XPath Tester
Test XPath expressions against XML documents — see matched nodes instantly
XPath Tester
Test XPath expressions against XML documents — see matched nodes instantly
Features
- Evaluate XPath 1.0 expressions against pasted XML or HTML using `document.evaluate()`
- Native browser XPath engine — same one the developer console uses
- Result types: node sets (snapshot), boolean, number, string — picked automatically
- Common operators supported: child/descendant axes, predicates, function calls (count, contains, …)
- Useful for testing XPaths before using them in scrapers, XSLT, or test selectors
How to use
- Paste your XML document in the left panel.
- Enter an XPath expression in the input field.

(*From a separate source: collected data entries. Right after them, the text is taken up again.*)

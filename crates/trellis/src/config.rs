//! Configuration for trellis.
//!
//! Settings come from three layers, highest precedence first: command-line
//! flags, `TRELLIS_*` environment variables (both handled by clap), and the
//! YAML file at `.trellis/config.yaml`. The file is found by walking up from
//! the working directory.
//!
//! ```yaml
//! tenant: acme
//! product: PROD-1
//! user: USER-1
//! store: .trellis/store.jsonl
//! ```

use crate::error::{ConfigError, Result};
use crate::pipeline::ImportRequest;
use serde::{Deserialize, Serialize};
use std::path::{Path, PathBuf};
use tokio::fs;

/// Name of the trellis directory
pub const TRELLIS_DIR_NAME: &str = ".trellis";

/// Name of the configuration file
pub const CONFIG_FILE_NAME: &str = "config.yaml";

/// Name of the store file
pub const STORE_FILE_NAME: &str = "store.jsonl";

/// Maximum length of a tenant, product, or user id
pub const MAX_ID_LENGTH: usize = 64;

/// Maximum directory depth to traverse when searching for the trellis root
pub const MAX_TRAVERSAL_DEPTH: usize = 256;

/// Contents of `.trellis/config.yaml`. Every key is optional.
#[derive(Debug, Clone, Default, Serialize, Deserialize, PartialEq, Eq)]
pub struct TrellisConfig {
    /// Tenant to import into
    #[serde(default, skip_serializing_if = "Option::is_none")]
    pub tenant: Option<String>,

    /// Seed product id
    #[serde(default, skip_serializing_if = "Option::is_none")]
    pub product: Option<String>,

    /// Seed user id
    #[serde(default, skip_serializing_if = "Option::is_none")]
    pub user: Option<String>,

    /// Store file, relative to the directory containing `.trellis/`
    #[serde(default, skip_serializing_if = "Option::is_none")]
    pub store: Option<PathBuf>,
}

impl TrellisConfig {
    /// Load configuration from a file
    pub async fn load(path: &Path) -> Result<Self> {
        let content = fs::read_to_string(path).await?;
        serde_yaml::from_str(&content).map_err(|e| {
            ConfigError::Parse {
                path: path.to_path_buf(),
                message: e.to_string(),
            }
            .into()
        })
    }

    /// Save configuration to a file
    pub async fn save(&self, path: &Path) -> Result<()> {
        let content = serde_yaml::to_string(self).map_err(|e| ConfigError::Parse {
            path: path.to_path_buf(),
            message: e.to_string(),
        })?;
        fs::write(path, content).await?;
        Ok(())
    }
}

/// Settings given on the command line (or through the environment).
#[derive(Debug, Clone, Default, PartialEq, Eq)]
pub struct SettingOverrides {
    /// `--tenant` / `TRELLIS_TENANT`
    pub tenant: Option<String>,
    /// `--product` / `TRELLIS_PRODUCT`
    pub product: Option<String>,
    /// `--user` / `TRELLIS_USER`
    pub user: Option<String>,
    /// `--store`
    pub store: Option<PathBuf>,
    /// `--config`
    pub config: Option<PathBuf>,
}

/// Fully resolved settings for an import run.
#[derive(Debug, Clone, PartialEq, Eq)]
pub struct ImportSettings {
    /// Tenant, product, and user
    pub request: ImportRequest,
    /// Store file
    pub store_path: PathBuf,
}

impl ImportSettings {
    /// Merge `overrides` over the config file found from `working_dir`.
    ///
    /// Relative paths given on the command line resolve against
    /// `working_dir`; relative store paths in the config file resolve against
    /// the directory that contains `.trellis/`.
    ///
    /// # Errors
    ///
    /// - `ConfigError::Parse` if the config file is invalid
    /// - `ConfigError::Missing` if tenant, product, or user has no value
    /// - `ConfigError::Invalid` if one of them is not a valid id
    pub async fn resolve(overrides: SettingOverrides, working_dir: &Path) -> Result<Self> {
        let (config, root) = match &overrides.config {
            Some(path) => {
                let path = working_dir.join(path);
                let config = TrellisConfig::load(&path).await?;
                (config, Some(config_root(&path)))
            }
            None => match find_trellis_root(working_dir) {
                Some(root) => {
                    let path = root.join(TRELLIS_DIR_NAME).join(CONFIG_FILE_NAME);
                    let config = if fs::try_exists(&path).await? {
                        TrellisConfig::load(&path).await?
                    } else {
                        TrellisConfig::default()
                    };
                    (config, Some(root))
                }
                None => (TrellisConfig::default(), None),
            },
        };

        let tenant = required("tenant", "TRELLIS_TENANT", overrides.tenant, config.tenant)?;
        let product = required("product", "TRELLIS_PRODUCT", overrides.product, config.product)?;
        let user = required("user", "TRELLIS_USER", overrides.user, config.user)?;

        let base = root.as_deref().unwrap_or(working_dir);
        let store_path = match (overrides.store, config.store) {
            (Some(path), _) => working_dir.join(path),
            (None, Some(path)) => base.join(path),
            (None, None) => default_store_path(base),
        };

        Ok(Self {
            request: ImportRequest::new(tenant, product, user),
            store_path,
        })
    }
}

fn required(
    name: &'static str,
    env: &'static str,
    flag: Option<String>,
    file: Option<String>,
) -> Result<String> {
    let value = flag.or(file).ok_or(ConfigError::Missing { name, env })?;
    validate_id(name, &value)
}

/// Check a tenant, product, or user id and return it trimmed.
///
/// # Errors
///
/// Returns `ConfigError::Invalid` if the id is empty, too long, or contains
/// whitespace or control characters.
pub fn validate_id(name: &'static str, value: &str) -> Result<String> {
    let value = value.trim();
    let reason = if value.is_empty() {
        Some("cannot be empty".to_string())
    } else if value.chars().count() > MAX_ID_LENGTH {
        Some(format!("cannot exceed {MAX_ID_LENGTH} characters"))
    } else if value
        .chars()
        .any(|c| c.is_whitespace() || c.is_control())
    {
        Some("cannot contain whitespace".to_string())
    } else {
        None
    };

    match reason {
        Some(reason) => Err(ConfigError::Invalid { name, reason }.into()),
        None => Ok(value.to_string()),
    }
}

/// Default store location under `root`.
pub fn default_store_path(root: &Path) -> PathBuf {
    root.join(TRELLIS_DIR_NAME).join(STORE_FILE_NAME)
}

/// The directory a config file's relative paths resolve against.
fn config_root(config_path: &Path) -> PathBuf {
    let dir = config_path.parent().unwrap_or(Path::new(""));
    if dir.file_name().is_some_and(|name| name == TRELLIS_DIR_NAME) {
        dir.parent().unwrap_or(dir).to_path_buf()
    } else {
        dir.to_path_buf()
    }
}

/// Find the trellis root directory by searching up the directory tree.
///
/// Returns the directory containing `.trellis/`, or `None` if none is found
/// within [`MAX_TRAVERSAL_DEPTH`] levels.
pub fn find_trellis_root(start_dir: &Path) -> Option<PathBuf> {
    let mut current = start_dir.to_path_buf();
    let mut depth = 0;

    loop {
        if current.join(TRELLIS_DIR_NAME).is_dir() {
            return Some(current);
        }

        depth += 1;
        if depth > MAX_TRAVERSAL_DEPTH || !current.pop() {
            return None;
        }
    }
}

- Click Evaluate or press Enter to see results.
- Copy matched nodes using the Copy button.
Tips & Best Practices
- XPath 1.0 is what browsers implement. XPath 2.0/3.0 (with lookup syntax, regex matching, etc.) needs a separate engine like Saxon.
- For HTML input the parser is lenient; for strict XML use the `<?xml` declaration at the top to enable XML mode.
- Namespace handling in XML: declare a namespace resolver function in production code; the tester uses default namespace inference.
- For CSS-style selection in browser tests, prefer querySelectorAll over XPath; XPath shines for tree-walking with axes (`parent::`, `following::`).
- For scraping: XPath is more powerful than CSS but slower; pick the right tool for the structure of the page.
FAQ
What is XPath?
XPath (XML Path Language) is a query language for selecting nodes from XML documents. It uses path expressions to navigate elements, attributes, and text.
What XPath functions are supported?
All standard XPath 1.0 functions are supported, including text(), contains(), starts-with(), position(), count(), and more.
Is my data private?
Yes, all evaluation happens in your browser using the native DOMParser and XPath APIs. No XML data is sent to any server.
What XPath version does this support?
The tester uses your browser's native XPath engine, which implements XPath 1.0 — the version supported by the DOM. XPath 2.0/3.1 features (let bindings, sequences, regex functions) are not available because no major browser ships them.
Can I use XPath on HTML documents?
Yes, paste HTML and the parser will treat it as XML-style markup. Because HTML is case-insensitive but XPath is case-sensitive, prefer lowercase element names in your expressions (e.g., //div instead of //DIV).
How do I select elements by attribute or class?
Use predicates with the @ prefix: //a[@href] selects all links with href, //div[@class="hero"] matches a specific class. For elements with multiple classes, use contains: //div[contains(@class, "hero")].
How does XPath compare to CSS selectors?
CSS selectors are simpler and faster for common cases (descendants, classes, IDs), while XPath is more powerful for navigating up the tree, matching by text content, or using positional logic. Many testing frameworks (Playwright, Selenium) accept both — use XPath when CSS falls short.